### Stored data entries
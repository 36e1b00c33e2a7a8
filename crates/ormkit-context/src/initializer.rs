//! Database initialization strategies
//!
//! An initializer runs at most once per model and connection in a process,
//! the first time a context is fully initialized. The built-in strategies
//! mirror the usual code-first choices: do nothing, create if missing, always
//! recreate, and recreate when the stored model hash no longer matches.

use std::sync::Arc;

use ormkit_core::{OrmError, Result};

use crate::InternalContext;

mod resolver;

pub use resolver::{InitializerFactory, InitializerResolver};

/// Initializer name meaning "do nothing"
pub const NULL_INITIALIZER: &str = "NullDatabaseInitializer";
pub const CREATE_DATABASE_IF_NOT_EXISTS: &str = "CreateDatabaseIfNotExists";
pub const DROP_CREATE_DATABASE_ALWAYS: &str = "DropCreateDatabaseAlways";
pub const DROP_CREATE_DATABASE_IF_MODEL_CHANGES: &str = "DropCreateDatabaseIfModelChanges";

/// Seeds a freshly created database. Changes tracked by the seed are saved
/// afterwards.
pub type Seed = Arc<dyn Fn(&dyn InternalContext) -> Result<()> + Send + Sync>;

/// A database initialization strategy
pub trait DatabaseInitializer: Send + Sync {
    fn name(&self) -> &str;

    fn initialize_database(&self, context: &dyn InternalContext) -> Result<()>;
}

/// What is known about the database before it is created
#[derive(Debug, Clone, Copy, PartialEq, Eq)]
pub enum DatabaseExistenceState {
    Unknown,
    DoesNotExist,
    /// The database exists but holds none of the model's tables
    ExistsConsideredEmpty,
    Exists,
}

/// Probe the database for the tables of the code-first model.
///
/// A failing table probe is logged and treated as "tables exist", so that
/// an initializer never recreates a database it could not inspect.
pub fn any_model_table_exists(context: &dyn InternalContext) -> Result<DatabaseExistenceState> {
    if !context.database_exists()? {
        return Ok(DatabaseExistenceState::DoesNotExist);
    }

    match probe_model_tables(context) {
        Ok(true) => Ok(DatabaseExistenceState::Exists),
        Ok(false) => Ok(DatabaseExistenceState::ExistsConsideredEmpty),
        Err(e) => {
            tracing::warn!(error = %e, context = %context.context_type(), "model table probe failed; assuming the tables exist");
            Ok(DatabaseExistenceState::Exists)
        }
    }
}

fn probe_model_tables(context: &dyn InternalContext) -> Result<bool> {
    let Some(model) = context.code_first_model()? else {
        return Ok(true);
    };
    let entity_sets = &model.workspace().entity_sets;
    if entity_sets.is_empty() {
        return Ok(true);
    }

    let object_context = context.object_context_without_database_initialization()?;
    for set in entity_sets {
        if object_context.table_exists(&set.name)? {
            return Ok(true);
        }
    }
    Ok(context.query_for_model_hash()?.is_some())
}

fn seed_and_save(context: &dyn InternalContext, seed: Option<&Seed>) -> Result<()> {
    if let Some(seed) = seed {
        seed(context)?;
    }
    context.save_changes()?;
    Ok(())
}

/// Does nothing
#[derive(Debug, Default)]
pub struct NullDatabaseInitializer;

impl DatabaseInitializer for NullDatabaseInitializer {
    fn name(&self) -> &str {
        NULL_INITIALIZER
    }

    fn initialize_database(&self, _context: &dyn InternalContext) -> Result<()> {
        Ok(())
    }
}

/// Creates the database if it does not exist or holds none of the model's
/// tables. An existing database must match the model when it stores a hash.
#[derive(Default)]
pub struct CreateDatabaseIfNotExists {
    seed: Option<Seed>,
}

impl CreateDatabaseIfNotExists {
    pub fn new() -> Self {
        Self::default()
    }

    pub fn with_seed(mut self, seed: Seed) -> Self {
        self.seed = Some(seed);
        self
    }
}

impl DatabaseInitializer for CreateDatabaseIfNotExists {
    fn name(&self) -> &str {
        CREATE_DATABASE_IF_NOT_EXISTS
    }

    fn initialize_database(&self, context: &dyn InternalContext) -> Result<()> {
        let existence = any_model_table_exists(context)?;
        if existence == DatabaseExistenceState::Exists {
            if !context.compatible_with_model(false)? {
                return Err(OrmError::ModelIncompatible(context.context_type().database_name()));
            }
            return Ok(());
        }

        context.create_database_with(existence)?;
        seed_and_save(context, self.seed.as_ref())
    }
}

/// Deletes and recreates the database every time
#[derive(Default)]
pub struct DropCreateDatabaseAlways {
    seed: Option<Seed>,
}

impl DropCreateDatabaseAlways {
    pub fn new() -> Self {
        Self::default()
    }

    pub fn with_seed(mut self, seed: Seed) -> Self {
        self.seed = Some(seed);
        self
    }
}

impl DatabaseInitializer for DropCreateDatabaseAlways {
    fn name(&self) -> &str {
        DROP_CREATE_DATABASE_ALWAYS
    }

    fn initialize_database(&self, context: &dyn InternalContext) -> Result<()> {
        context.delete_database()?;
        context.create_database_with(DatabaseExistenceState::DoesNotExist)?;
        seed_and_save(context, self.seed.as_ref())
    }
}

/// Recreates the database when the stored model hash differs from the model.
/// A database without a stored hash is an error.
#[derive(Default)]
pub struct DropCreateDatabaseIfModelChanges {
    seed: Option<Seed>,
}

impl DropCreateDatabaseIfModelChanges {
    pub fn new() -> Self {
        Self::default()
    }

    pub fn with_seed(mut self, seed: Seed) -> Self {
        self.seed = Some(seed);
        self
    }
}

impl DatabaseInitializer for DropCreateDatabaseIfModelChanges {
    fn name(&self) -> &str {
        DROP_CREATE_DATABASE_IF_MODEL_CHANGES
    }

    fn initialize_database(&self, context: &dyn InternalContext) -> Result<()> {
        if context.database_exists()? {
            if context.compatible_with_model(true)? {
                return Ok(());
            }
            tracing::info!(context = %context.context_type(), "model changed; recreating database");
            context.delete_database()?;
        }

        context.create_database_with(DatabaseExistenceState::DoesNotExist)?;
        seed_and_save(context, self.seed.as_ref())
    }
}

impl std::fmt::Debug for dyn DatabaseInitializer + '_ {
    fn fmt(&self, f: &mut std::fmt::Formatter<'_>) -> std::fmt::Result {
        f.write_str(self.name())
    }
}
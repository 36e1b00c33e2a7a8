//! Store services for SQLite: database lifecycle, model history and change application
//!
//! Each entity set is stored as a table of JSON documents keyed by the entity
//! key. The model hash written by code-first initializers lives in the
//! history table.

use ormkit_core::{
    DbConnection, EntityChange, EntityState, HISTORY_TABLE, MetadataWorkspace, OrmError,
    ProviderServices, Result, SaveError, UpdateError,
};
use rusqlite::{OptionalExtension, params};

use crate::SqliteConnection;

/// Quote an identifier for use in SQL
fn quote_identifier(name: &str) -> String {
    format!("\"{}\"", name.replace('"', "\"\""))
}

fn sqlite_connection(connection: &dyn DbConnection) -> Result<&SqliteConnection> {
    connection
        .as_any()
        .downcast_ref::<SqliteConnection>()
        .ok_or_else(|| {
            OrmError::Provider(format!(
                "expected a SqliteConnection but got '{}'",
                connection.type_name()
            ))
        })
}

fn table_exists_sql(conn: &rusqlite::Connection, table: &str) -> rusqlite::Result<bool> {
    let count: i64 = conn.query_row(
        "SELECT COUNT(*) FROM sqlite_master WHERE type = 'table' AND name = ?1",
        params![table],
        |row| row.get(0),
    )?;
    Ok(count > 0)
}

/// SQLite implementation of [`ProviderServices`]
#[derive(Debug, Default)]
pub struct SqliteProviderServices;

impl SqliteProviderServices {
    pub fn new() -> Self {
        Self
    }
}

impl ProviderServices for SqliteProviderServices {
    fn manifest_token(&self, _connection: &dyn DbConnection) -> Result<String> {
        Ok(rusqlite::version().to_string())
    }

    fn database_exists(&self, connection: &dyn DbConnection) -> Result<bool> {
        sqlite_connection(connection)?.file_exists()
    }

    #[tracing::instrument(skip(self, connection, workspace), fields(container = %workspace.container_name))]
    fn create_database(
        &self,
        connection: &dyn DbConnection,
        workspace: &MetadataWorkspace,
    ) -> Result<()> {
        let connection = sqlite_connection(connection)?;
        let mut script = String::new();
        for entity_set in &workspace.entity_sets {
            script.push_str(&format!(
                "CREATE TABLE IF NOT EXISTS {} (key TEXT PRIMARY KEY NOT NULL, entity_type TEXT NOT NULL, data TEXT NOT NULL);\n",
                quote_identifier(&entity_set.name)
            ));
        }
        script.push_str(&format!(
            "CREATE TABLE IF NOT EXISTS {} (context_key TEXT PRIMARY KEY NOT NULL, model_hash TEXT NOT NULL, created_on TEXT NOT NULL);\n",
            quote_identifier(HISTORY_TABLE)
        ));

        connection.with_connection(true, |conn| conn.execute_batch(&script))?;
        tracing::info!(
            tables = workspace.entity_sets.len(),
            "created SQLite database"
        );
        Ok(())
    }

    fn delete_database(&self, connection: &dyn DbConnection) -> Result<()> {
        let connection = sqlite_connection(connection)?;
        if connection.is_in_memory() {
            return connection.with_connection(false, |conn| {
                let tables: Vec<String> = {
                    let mut stmt = conn.prepare(
                        "SELECT name FROM sqlite_master WHERE type = 'table' AND name NOT LIKE 'sqlite_%'",
                    )?;
                    let rows = stmt.query_map([], |row| row.get(0))?;
                    rows.collect::<rusqlite::Result<_>>()?
                };
                for table in tables {
                    conn.execute_batch(&format!("DROP TABLE {}", quote_identifier(&table)))?;
                }
                Ok(())
            });
        }
        connection.delete_files()
    }

    fn table_exists(&self, connection: &dyn DbConnection, table: &str) -> Result<bool> {
        let connection = sqlite_connection(connection)?;
        if !connection.file_exists()? {
            return Ok(false);
        }
        connection.with_connection(false, |conn| table_exists_sql(conn, table))
    }

    fn read_model_hash(
        &self,
        connection: &dyn DbConnection,
        context_key: &str,
    ) -> Result<Option<String>> {
        let connection = sqlite_connection(connection)?;
        if !connection.file_exists()? {
            return Ok(None);
        }
        connection.with_connection(false, |conn| {
            if !table_exists_sql(conn, HISTORY_TABLE)? {
                return Ok(None);
            }
            conn.query_row(
                &format!(
                    "SELECT model_hash FROM {} WHERE context_key = ?1",
                    quote_identifier(HISTORY_TABLE)
                ),
                params![context_key],
                |row| row.get(0),
            )
            .optional()
        })
    }

    fn write_model_hash(
        &self,
        connection: &dyn DbConnection,
        context_key: &str,
        hash: &str,
    ) -> Result<()> {
        let connection = sqlite_connection(connection)?;
        let created_on = chrono::Utc::now().to_rfc3339();
        connection.with_connection(false, |conn| {
            conn.execute(
                &format!(
                    "INSERT OR REPLACE INTO {} (context_key, model_hash, created_on) VALUES (?1, ?2, ?3)",
                    quote_identifier(HISTORY_TABLE)
                ),
                params![context_key, hash, created_on],
            )
        })?;
        tracing::debug!(context_key = %context_key, "recorded model hash");
        Ok(())
    }

    fn apply_changes(
        &self,
        connection: &dyn DbConnection,
        changes: &[EntityChange],
    ) -> std::result::Result<usize, SaveError> {
        let connection = sqlite_connection(connection)?;

        let outcome = connection.with_connection(false, |conn| {
            let tx = conn.unchecked_transaction()?;
            for change in changes {
                let table = quote_identifier(&change.entity_set);
                let result = match change.state {
                    EntityState::Added => tx.execute(
                        &format!("INSERT INTO {table} (key, entity_type, data) VALUES (?1, ?2, ?3)"),
                        params![change.key, change.entity_type, change.values.to_string()],
                    ),
                    EntityState::Modified => tx.execute(
                        &format!("UPDATE {table} SET entity_type = ?2, data = ?3 WHERE key = ?1"),
                        params![change.key, change.entity_type, change.values.to_string()],
                    ),
                    EntityState::Deleted => {
                        tx.execute(&format!("DELETE FROM {table} WHERE key = ?1"), params![change.key])
                    }
                };

                match result {
                    Ok(0) if change.state != EntityState::Added => {
                        return Ok(Err(UpdateError::concurrency(
                            format!(
                                "Store update for '{}' with key '{}' affected 0 rows",
                                change.entity_set, change.key
                            ),
                            vec![change.state_entry()],
                        )));
                    }
                    Ok(_) => {}
                    Err(rusqlite::Error::SqliteFailure(failure, message))
                        if failure.code == rusqlite::ErrorCode::ConstraintViolation =>
                    {
                        return Ok(Err(UpdateError::new(
                            message.unwrap_or_else(|| failure.to_string()),
                            vec![change.state_entry()],
                        )));
                    }
                    Err(e) => return Err(e),
                }
            }
            tx.commit()?;
            Ok(Ok(changes.len()))
        })?;

        match outcome {
            Ok(count) => {
                tracing::debug!(count, "applied changes");
                Ok(count)
            }
            Err(update) => {
                tracing::warn!(error = %update, "update failed; transaction rolled back");
                Err(SaveError::Update(update))
            }
        }
    }
}
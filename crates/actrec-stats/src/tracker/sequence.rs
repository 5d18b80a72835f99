use super::{AutoTracker, ContinuousTracker, SequenceState, Tracker, TrackerKind, TrackerState};
use crate::{
    error::{EmptyTrackerError, Statistic, TrackerError},
    number::Number,
    statistics::Statistics,
    value::Value,
};

/// Tracker for sequence-valued data.
///
/// Every datum must be a sequence (or an array with at least one axis). Its
/// length, the size of the first axis, goes to a continuous tracker and the
/// whole datum goes to the value tracker, which flattens it.
///
/// Statistics are reported with a `length ` prefix for the lengths and a
/// `value ` prefix for the elements.
///
/// # Examples
///
/// ```
/// use actrec_stats::{
///     number::Number,
///     tracker::{SequenceTracker, Tracker as _},
///     value::Value,
/// };
///
/// let mut tracker = SequenceTracker::new();
/// tracker.add(&Value::from(vec![1, 2, 3])).unwrap();
/// tracker.add(&Value::from(vec![4])).unwrap();
///
/// assert_eq!(tracker.count(), 2);
/// let stats = tracker.statistics().unwrap();
/// assert_eq!(stats.get("length max"), Some(Number::Float(3.0)));
/// assert_eq!(stats.get("value sum"), Some(Number::Float(10.0)));
/// ```
#[derive(Debug, Clone)]
pub struct SequenceTracker<T = AutoTracker> {
    values: T,
    lengths: ContinuousTracker,
}

impl Default for SequenceTracker {
    fn default() -> Self {
        Self::new()
    }
}

impl SequenceTracker {
    #[must_use]
    pub fn new() -> Self {
        Self::with_values(AutoTracker::new(), ContinuousTracker::new())
    }
}

impl<T> SequenceTracker<T>
where
    T: Tracker,
{
    #[must_use]
    pub fn with_values(values: T, lengths: ContinuousTracker) -> Self {
        Self { values, lengths }
    }

    #[must_use]
    pub fn values(&self) -> &T {
        &self.values
    }

    #[must_use]
    pub fn lengths(&self) -> &ContinuousTracker {
        &self.lengths
    }
}

fn sequence_length(datum: &Value) -> Result<usize, TrackerError> {
    match datum {
        Value::Seq(items) => Ok(items.len()),
        Value::Array(array) if !array.shape().is_empty() => Ok(array.shape()[0]),
        other => Err(TrackerError::NotASequence {
            value: other.to_string(),
        }),
    }
}

impl<T> Tracker for SequenceTracker<T>
where
    T: Tracker,
{
    fn add(&mut self, datum: &Value) -> Result<(), TrackerError> {
        #[expect(clippy::cast_precision_loss)]
        let length = sequence_length(datum)? as f64;
        self.values.add(datum)?;
        self.lengths.add_value(length);
        Ok(())
    }

    /// Number of sequences added.
    fn count(&self) -> u64 {
        self.lengths.count()
    }

    fn reset(&mut self) {
        self.values.reset();
        self.lengths.reset();
    }

    fn statistics(&self) -> Result<Statistics, TrackerError> {
        if self.lengths.is_empty() {
            return Err(EmptyTrackerError::new(Statistic::Statistics).into());
        }
        let mut stats = Statistics::new();
        stats.insert("count", Number::count(self.count()));
        stats.extend_prefixed("length ", self.lengths.statistics()?);
        if !self.values.is_empty() {
            stats.extend_prefixed("value ", self.values.statistics()?);
        }
        Ok(stats)
    }

    fn state_dict(&self) -> TrackerState {
        TrackerState::Sequence(SequenceState {
            values: Box::new(self.values.state_dict()),
            lengths: self.lengths.state(),
        })
    }

    fn load_state_dict(&mut self, state: TrackerState) -> Result<(), TrackerError> {
        match state {
            TrackerState::Sequence(SequenceState { values, lengths }) => {
                let mut restored = self.lengths.clone();
                restored.load_state(lengths)?;
                self.values.load_state_dict(*values)?;
                self.lengths = restored;
                Ok(())
            }
            TrackerState::Empty => {
                self.reset();
                Ok(())
            }
            other => Err(TrackerError::StateMismatch {
                expected: TrackerKind::Sequence,
                found: other.kind().unwrap_or(TrackerKind::Sequence),
            }),
        }
    }
}

#[cfg(test)]
mod tests {
    use super::*;
    use crate::{
        tracker::{DiscreteTracker, Key},
        value::{ArrayData, ArrayValue},
    };

    #[test]
    fn test_empty() {
        let tracker = SequenceTracker::new();
        assert_eq!(tracker.count(), 0);
        assert!(matches!(tracker.statistics(), Err(TrackerError::Empty(_))));
    }

    #[test]
    fn test_rejects_scalars() {
        let mut tracker = SequenceTracker::new();
        for datum in [Value::from(1), Value::from("abc"), Value::from(true)] {
            let err = tracker.add(&datum).unwrap_err();
            assert!(matches!(err, TrackerError::NotASequence { .. }));
        }
        let scalar_array = ArrayValue::new(vec![], ArrayData::Float(vec![1.0])).unwrap();
        assert!(tracker.add(&scalar_array.into()).is_err());
        assert_eq!(tracker.count(), 0);
    }

    #[test]
    fn test_lengths_and_values() {
        let mut tracker = SequenceTracker::new();
        tracker.add(&Value::from(vec![1, 2, 3])).unwrap();
        tracker.add(&Value::from(vec![4, 5])).unwrap();
        tracker.add(&Value::Seq(vec![])).unwrap();

        assert_eq!(tracker.count(), 3);
        assert_eq!(tracker.lengths().sum().unwrap(), 5.0);
        assert_eq!(tracker.values().count(), 5);

        let stats = tracker.statistics().unwrap();
        assert_eq!(stats.get("count"), Some(Number::Int(3)));
        assert_eq!(stats.get("length count"), Some(Number::Int(3)));
        assert_eq!(stats.get("length min"), Some(Number::Float(0.0)));
        assert_eq!(stats.get("value count"), Some(Number::Int(5)));
        assert_eq!(stats.get("value max"), Some(Number::Float(5.0)));
    }

    #[test]
    fn test_only_empty_sequences() {
        let mut tracker = SequenceTracker::new();
        tracker.add(&Value::Seq(vec![])).unwrap();
        let stats = tracker.statistics().unwrap();
        assert_eq!(stats.get("length max"), Some(Number::Float(0.0)));
        assert!(stats.keys().all(|k| !k.starts_with("value ")));
    }

    #[test]
    fn test_array_length_is_first_axis() {
        let mut tracker = SequenceTracker::new();
        let array = ArrayValue::new(vec![2, 3], ArrayData::Int(vec![1, 2, 3, 4, 5, 6])).unwrap();
        tracker.add(&array.into()).unwrap();
        assert_eq!(tracker.lengths().max().unwrap(), 2.0);
        assert_eq!(tracker.values().count(), 6);
    }

    #[test]
    fn test_discrete_values() {
        let mut tracker =
            SequenceTracker::with_values(DiscreteTracker::new(), ContinuousTracker::new());
        tracker.add(&Value::from(vec!["a", "b", "a"])).unwrap();
        assert_eq!(tracker.values().occurrences(&Key::from("a")), 2);
        let stats = tracker.statistics().unwrap();
        assert_eq!(stats.get("value count_a"), Some(Number::Int(2)));
    }

    #[test]
    fn test_reset() {
        let mut tracker = SequenceTracker::new();
        tracker.add(&Value::from(vec![1.0])).unwrap();
        tracker.reset();
        assert_eq!(tracker.count(), 0);
        assert!(tracker.values().kind().is_none());
    }

    #[test]
    fn test_state_round_trip() {
        let mut tracker = SequenceTracker::new();
        tracker.add(&Value::from(vec!["x", "y"])).unwrap();
        tracker.add(&Value::from(vec!["x"])).unwrap();

        let json = serde_json::to_string(&tracker.state_dict()).unwrap();
        let mut restored = SequenceTracker::new();
        restored
            .load_state_dict(serde_json::from_str(&json).unwrap())
            .unwrap();
        assert_eq!(restored.statistics(), tracker.statistics());

        let err = restored
            .load_state_dict(ContinuousTracker::new().state_dict())
            .unwrap_err();
        assert!(matches!(err, TrackerError::StateMismatch { .. }));
    }

    #[test]
    fn test_rejected_values_state_keeps_lengths() {
        let mut other = SequenceTracker::new();
        other.add(&Value::from(vec!["a", "b"])).unwrap();
        let snapshot = other.state_dict();

        let mut tracker = SequenceTracker::new();
        tracker.add(&Value::from(vec![1, 2, 3])).unwrap();
        let err = tracker.load_state_dict(snapshot).unwrap_err();
        assert!(matches!(err, TrackerError::StateMismatch { .. }));
        assert_eq!(tracker.count(), 1);
        assert_eq!(tracker.lengths().max().unwrap(), 3.0);
        assert_eq!(tracker.values().count(), 3);
    }
}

### GOAL OF THE EXERCISE
Using the data above, repeat exactly the lines that begin at the line with "pub fn with_values(values: T, lengths: ContinuousTracker)" and end at the line with "fn add(&mut self, datum: &Value)", both ends included.

### ANSWER TO THE PROBLEM
    pub fn with_values(values: T, lengths: ContinuousTracker) -> Self {
        Self { values, lengths }
    }

    #[must_use]
    pub fn values(&self) -> &T {
        &self.values
    }

    #[must_use]
    pub fn lengths(&self) -> &ContinuousTracker {
        &self.lengths
    }
}

fn sequence_length(datum: &Value) -> Result<usize, TrackerError> {
    match datum {
        Value::Seq(items) => Ok(items.len()),
        Value::Array(array) if !array.shape().is_empty() => Ok(array.shape()[0]),
        other => Err(TrackerError::NotASequence {
            value: other.to_string(),
        }),
    }
}

impl<T> Tracker for SequenceTracker<T>
where
    T: Tracker,
{
    fn add(&mut self, datum: &Value) -> Result<(), TrackerError> {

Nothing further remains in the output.